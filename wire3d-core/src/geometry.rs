//! Scene description: loose points, loose lines and indexed meshes
use crate::color::Color;
use crate::error::RenderError;
use crate::math::Vec3;

/// A world-space mesh drawn as a wireframe and/or filled triangles.
///
/// `edges` and `triangle_mesh` index into `vertices`.
#[derive(Debug, Clone, PartialEq)]
pub struct Object {
    pub vertices: Vec<Vec3>,
    pub edges: Vec<[usize; 2]>,
    pub color: Color,
    pub triangle_mesh: Vec<[usize; 3]>,
    pub triangle_mesh_color: Color,
}

impl Object {
    pub fn new(vertices: Vec<Vec3>, color: Color, triangle_mesh_color: Color) -> Self {
        Self {
            vertices,
            edges: Vec::new(),
            color,
            triangle_mesh: Vec::new(),
            triangle_mesh_color,
        }
    }

    pub fn with_edges(mut self, edges: Vec<[usize; 2]>) -> Self {
        self.edges = edges;
        self
    }

    pub fn with_triangles(mut self, triangles: Vec<[usize; 3]>) -> Self {
        self.triangle_mesh = triangles;
        self
    }

    /// Looks up a vertex, failing instead of panicking on a bad index.
    pub fn vertex(&self, index: usize) -> Result<&Vec3, RenderError> {
        self.vertices
            .get(index)
            .ok_or(RenderError::VertexIndexOutOfRange {
                index,
                len: self.vertices.len(),
            })
    }

    /// Checks that every edge and triangle refers to an existing vertex.
    pub fn validate(&self) -> Result<(), RenderError> {
        let indices = self
            .edges
            .iter()
            .flatten()
            .chain(self.triangle_mesh.iter().flatten());
        for &index in indices {
            self.vertex(index)?;
        }
        Ok(())
    }

    /// Moves every vertex by `offset`.
    pub fn translate(&mut self, offset: Vec3) {
        for vertex in &mut self.vertices {
            *vertex += offset;
        }
    }
}

/// Everything compiled into one frame.
#[derive(Debug, Clone, Default, PartialEq)]
pub struct Scene {
    pub points: Vec<Vec3>,
    pub lines: Vec<[Vec3; 2]>,
    pub objects: Vec<Object>,
}

impl Scene {
    pub const POINT_COLOR: Color = Color::RED;
    pub const LINE_COLOR: Color = Color::WHITE;

    pub fn new() -> Self {
        Self::default()
    }

    /// The three world axes from `-length` to `length`, each with a small
    /// arrow head at its positive end.
    pub fn axes(length: f64) -> Self {
        let x = Vec3::new(length, 0.0, 0.0);
        let y = Vec3::new(0.0, length, 0.0);
        let z = Vec3::new(0.0, 0.0, length);
        let lines = vec![
            [-x, x],
            [-y, y],
            [-z, z],
            [x, Vec3::new(length - 10.0, 5.0, 0.0)],
            [x, Vec3::new(length - 10.0, -5.0, 0.0)],
            [y, Vec3::new(5.0, length - 10.0, 0.0)],
            [y, Vec3::new(-5.0, length - 10.0, 0.0)],
            [z, Vec3::new(5.0, 0.0, length - 10.0)],
            [z, Vec3::new(-5.0, 0.0, length - 10.0)],
        ];
        Self {
            lines,
            ..Self::default()
        }
    }

    /// Axes, one marker point and a triangular prism.
    pub fn demo() -> Self {
        let mut scene = Self::axes(200.0);
        scene.points.push(Vec3::new(80.0, 50.0, 50.0));
        scene.objects.push(crate::solids::triangular_prism());
        scene
    }

    pub fn with_object(mut self, object: Object) -> Self {
        self.objects.push(object);
        self
    }

    /// Validates every object; see [`Object::validate`].
    pub fn validate(&self) -> Result<(), RenderError> {
        self.objects.iter().try_for_each(Object::validate)
    }
}

#[cfg(test)]
mod tests {
    use super::*;

    fn triangle() -> Object {
        Object::new(
            vec![Vec3::zeros(), Vec3::x(), Vec3::y()],
            Color::WHITE,
            Color::GRAY,
        )
        .with_edges(vec![[0, 1], [1, 2], [2, 0]])
        .with_triangles(vec![[0, 1, 2]])
    }

    #[test]
    fn test_valid_object() {
        assert_eq!(triangle().validate(), Ok(()));
    }

    #[test]
    fn test_bad_edge_index() {
        let object = triangle().with_edges(vec![[0, 3]]);
        assert_eq!(
            object.validate(),
            Err(RenderError::VertexIndexOutOfRange { index: 3, len: 3 })
        );
    }

    #[test]
    fn test_bad_triangle_index() {
        let object = triangle().with_triangles(vec![[0, 1, 7]]);
        assert_eq!(
            object.validate(),
            Err(RenderError::VertexIndexOutOfRange { index: 7, len: 3 })
        );
    }

    #[test]
    fn test_axes() {
        let scene = Scene::axes(100.0);
        assert_eq!(scene.lines.len(), 9);
        assert!(scene.points.is_empty());
        assert_eq!(scene.lines[3][1], Vec3::new(90.0, 5.0, 0.0));
    }

    #[test]
    fn test_demo_scene_is_valid() {
        let scene = Scene::demo();
        assert_eq!(scene.points.len(), 1);
        assert_eq!(scene.objects.len(), 1);
        assert_eq!(scene.validate(), Ok(()));
    }

    #[test]
    fn test_translate() {
        let mut object = triangle();
        object.translate(Vec3::new(1.0, 2.0, 3.0));
        assert_eq!(object.vertices[1], Vec3::new(2.0, 2.0, 3.0));
    }
}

■ TASK DETAILS ■
Using the records above, find and show each line with the string "RenderError".

■ SOLUTION ■
use crate::error::RenderError;
    pub fn vertex(&self, index: usize) -> Result<&Vec3, RenderError> {
            .ok_or(RenderError::VertexIndexOutOfRange {
    pub fn validate(&self) -> Result<(), RenderError> {
    pub fn validate(&self) -> Result<(), RenderError> {
            Err(RenderError::VertexIndexOutOfRange { index: 3, len: 3 })
            Err(RenderError::VertexIndexOutOfRange { index: 7, len: 3 })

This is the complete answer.